Für die Aufnahme von Gesang oder Instrumenten benötigt man ein Mikrofon. Ich würde immer zu einem Großmembran - Kondensator Mikrofon mit Nierencharakteristik raten. Ich selbst benutze das MXL 990 vornehmlich zur Mikrofonierung meines Gitarrenverstärkers und für Gesang. Ich bin damit sehr zufrieden.




5. Monitorboxen


Bei Musikproduktionen ist ein klangneutrales Lautsprechersystem, welches möglichst alle Frequenzen unverfälscht hörbar macht, zu empfehlen. Optimal sind aktive, magnetisch abgeschirmte  Studiomonitore. Aktive Studiomonitore  haben einen eingebauten Verstärker und sind auf die verbauten Lautsprecher abgestimmt.
Bei mir sind magnetisch abgeschirmte EDIROL MA - 15D Digital Stereo Aktivmonitore (15 Watt) im Einsatz, die ich empfehlen kann.



6. Kopfhörer


Nicht nur im Sinne gutnachbarschaftlicher Beziehungen gehören Kopfhörer zur Grundausstattung eines Homerecording - Studios. Soll für ein Arrangement eine weitere Gesangs-oder Instrumentspur aufgenommen werden, so sollte das mitgehörte Playback das Mikrofon möglichst nicht erreichen. Insofern sind geschlossene Kopfhörer die erste Wahl. 
Bei mir kommen AKG k 121 Studio Kopfhörer zum Einsatz.

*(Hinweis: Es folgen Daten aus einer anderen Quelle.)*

// Radar widget: polar skill profile drawn on a braille canvas.
//
// One spoke per stat label, starting at 12 o'clock and going clockwise. All
// spokes share one radial axis from 0 to the largest value shown, with grid
// rings at half and full scale.

use std::f64::consts::{FRAC_PI_2, TAU};

use ratatui::layout::Rect;
use ratatui::style::{Color, Style};
use ratatui::symbols::Marker;
use ratatui::text::Span;
use ratatui::widgets::canvas::{Canvas, Context, Line as CanvasLine, Points};
use ratatui::widgets::{Block, Borders};
use ratatui::Frame;

use hoopscope_core::charts::{AxisValue, Figure};

use super::{legend_line, series_color};

/// Radius at which spoke labels are printed (unit circle = full scale).
const LABEL_RADIUS: f64 = 1.15;

/// Canvas half-extent along the shorter screen axis.
const EXTENT: f64 = 1.35;

/// Render the radar figure into the given area.
pub fn render(frame: &mut Frame, area: Rect, figure: &Figure) {
    let labels = spoke_labels(figure);
    let radial_max = radial_max(figure);
    let polygons: Vec<Vec<(f64, f64)>> = figure
        .traces
        .iter()
        .map(|t| polygon(&t.y, radial_max))
        .collect();
    let (x_bounds, y_bounds) = canvas_bounds(area);

    let block = Block::default()
        .borders(Borders::ALL)
        .title(figure.title.clone())
        .title_bottom(legend_line(
            figure.legend_title.as_deref(),
            figure.traces.iter().map(|t| t.name.as_str()),
        ));

    let canvas = Canvas::default()
        .block(block)
        .marker(Marker::Braille)
        .x_bounds(x_bounds)
        .y_bounds(y_bounds)
        .paint(|ctx| {
            draw_grid(ctx, labels.len());
            for (i, points) in polygons.iter().enumerate() {
                draw_polygon(ctx, points, series_color(i));
            }
            ctx.layer();
            for (i, label) in labels.iter().enumerate() {
                let (x, y) = spoke_point(i, labels.len(), LABEL_RADIUS);
                ctx.print(x, y, Span::styled(label.clone(), Style::default().fg(Color::Gray)));
            }
            ctx.print(
                0.02,
                1.0,
                Span::styled(format!("{radial_max:.0}"), Style::default().fg(Color::DarkGray)),
            );
        });
    frame.render_widget(canvas, area);
}

/// Category labels of the first trace (the stat names).
fn spoke_labels(figure: &Figure) -> Vec<String> {
    figure
        .traces
        .first()
        .map(|t| {
            t.x.iter()
                .map(|v| match v {
                    AxisValue::Category(s) => s.clone(),
                    AxisValue::Number(n) => format!("{n}"),
                })
                .collect()
        })
        .unwrap_or_default()
}

/// Full-scale value for the shared radial axis. Never zero.
fn radial_max(figure: &Figure) -> f64 {
    let max = figure.max_value();
    if max > 0.0 {
        max
    } else {
        1.0
    }
}

/// Position of spoke `index` of `count` at `radius`.
fn spoke_point(index: usize, count: usize, radius: f64) -> (f64, f64) {
    let angle = FRAC_PI_2 - TAU * index as f64 / count.max(1) as f64;
    (radius * angle.cos(), radius * angle.sin())
}

/// Vertices of a trace, scaled so `radial_max` lands on the unit circle.
fn polygon(values: &[f64], radial_max: f64) -> Vec<(f64, f64)> {
    values
        .iter()
        .enumerate()
        .map(|(i, v)| spoke_point(i, values.len(), (v / radial_max).max(0.0)))
        .collect()
}

/// Widen the longer axis so a circle stays round on 1:2 terminal cells.
fn canvas_bounds(area: Rect) -> ([f64; 2], [f64; 2]) {
    let width = f64::from(area.width.saturating_sub(2).max(1));
    let height = f64::from(area.height.saturating_sub(2).max(1));
    // Terminal cells are about twice as tall as they are wide.
    let aspect = width / (2.0 * height);
    if aspect >= 1.0 {
        ([-EXTENT * aspect, EXTENT * aspect], [-EXTENT, EXTENT])
    } else {
        ([-EXTENT, EXTENT], [-EXTENT / aspect, EXTENT / aspect])
    }
}

fn draw_grid(ctx: &mut Context, spokes: usize) {
    for i in 0..spokes {
        let (x, y) = spoke_point(i, spokes, 1.0);
        ctx.draw(&CanvasLine::new(0.0, 0.0, x, y, Color::DarkGray));
    }
    for ring in [0.5, 1.0] {
        let points: Vec<(f64, f64)> = (0..spokes).map(|i| spoke_point(i, spokes, ring)).collect();
        draw_polygon(ctx, &points, Color::DarkGray);
    }
}

/// Closed outline through `points`, with the vertices marked.
fn draw_polygon(ctx: &mut Context, points: &[(f64, f64)], color: Color) {
    for (i, &(x1, y1)) in points.iter().enumerate() {
        let (x2, y2) = points[(i + 1) % points.len()];
        ctx.draw(&CanvasLine::new(x1, y1, x2, y2, color));
    }
    ctx.draw(&Points {
        coords: points,
        color,
    });
}

// ---------------------------------------------------------------------------
// Tests
// ---------------------------------------------------------------------------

Mit den vorgenannten Komponenten sollte man eine gute Arbeitsgrundlage für seine Musikprojekte haben und kann seiner Kreativität freien Lauf lassen. Aufbauend auf dieser Konfiguration kann man je nach wachsenden Bedürnissen Erweiterungen vornehmen ( Effektgeräte, Midikeyboard etc.).